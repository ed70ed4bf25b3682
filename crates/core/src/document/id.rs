/// Document identity and locale selection.
///
/// A `documentId` is allocated once (create/clone) and shared by every
/// locale and publication-state row of one logical document. Locales are
/// selected per call as a concrete value, the `*` wildcard or omitted.
use std::fmt;
use std::str::FromStr;

use serde::{Deserialize, Serialize};
use uuid::Uuid;

use super::validate::ValidationError;

const WILDCARD_LOCALE: &str = "*";

#[derive(Debug, Clone, PartialEq, Eq, Hash, PartialOrd, Ord, Serialize, Deserialize)]
#[serde(try_from = "String", into = "String")]
pub struct DocumentId(String);

impl DocumentId {
    /// Allocate a fresh identifier.
    pub fn generate() -> Self {
        DocumentId(Uuid::new_v4().simple().to_string())
    }

    /// Parse a caller-supplied identifier.
    pub fn parse(raw: &str) -> Result<Self, ValidationError> {
        let trimmed = raw.trim();
        if trimmed.is_empty() || trimmed.chars().any(char::is_whitespace) || trimmed == WILDCARD_LOCALE {
            return Err(ValidationError::InvalidDocumentId(raw.to_string()));
        }
        Ok(DocumentId(trimmed.to_string()))
    }

    pub fn as_str(&self) -> &str {
        &self.0
    }
}

impl fmt::Display for DocumentId {
    fn fmt(&self, f: &mut fmt::Formatter<'_>) -> fmt::Result {
        f.write_str(&self.0)
    }
}

impl FromStr for DocumentId {
    type Err = ValidationError;

    fn from_str(s: &str) -> Result<Self, Self::Err> {
        DocumentId::parse(s)
    }
}

impl TryFrom<String> for DocumentId {
    type Error = ValidationError;

    fn try_from(value: String) -> Result<Self, Self::Error> {
        DocumentId::parse(&value)
    }
}

impl From<DocumentId> for String {
    fn from(id: DocumentId) -> Self {
        id.0
    }
}

/// Locale requested by a caller.
#[derive(Debug, Clone, PartialEq, Eq, Hash, Serialize, Deserialize)]
#[serde(from = "String", into = "String")]
pub enum LocaleSelector {
    /// The `*` wildcard: every locale of the document.
    All,
    Exact(String),
}

impl LocaleSelector {
    pub fn parse(raw: &str) -> Self {
        if raw == WILDCARD_LOCALE {
            LocaleSelector::All
        } else {
            LocaleSelector::Exact(raw.to_string())
        }
    }
}

impl From<String> for LocaleSelector {
    fn from(raw: String) -> Self {
        LocaleSelector::parse(&raw)
    }
}

impl From<&str> for LocaleSelector {
    fn from(raw: &str) -> Self {
        LocaleSelector::parse(raw)
    }
}

impl From<LocaleSelector> for String {
    fn from(selector: LocaleSelector) -> Self {
        match selector {
            LocaleSelector::All => WILDCARD_LOCALE.to_string(),
            LocaleSelector::Exact(locale) => locale,
        }
    }
}

/// Locale scope after defaulting against a content type.
#[derive(Debug, Clone, PartialEq, Eq)]
pub enum LocaleScope {
    /// No locale restriction.
    Any,
    /// Exactly one locale; `None` is the canonical locale of non-localized types.
    One(Option<String>),
}

impl LocaleScope {
    pub fn admits(&self, locale: Option<&str>) -> bool {
        match self {
            LocaleScope::Any => true,
            LocaleScope::One(expected) => expected.as_deref() == locale,
        }
    }
}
★ ★ ★ ★
Scan the lines above for the word "Serialize". Return each one that has it.

= ANSWER SPACE =
use serde::{Deserialize, Serialize};
#[derive(Debug, Clone, PartialEq, Eq, Hash, PartialOrd, Ord, Serialize, Deserialize)]
#[derive(Debug, Clone, PartialEq, Eq, Hash, Serialize, Deserialize)]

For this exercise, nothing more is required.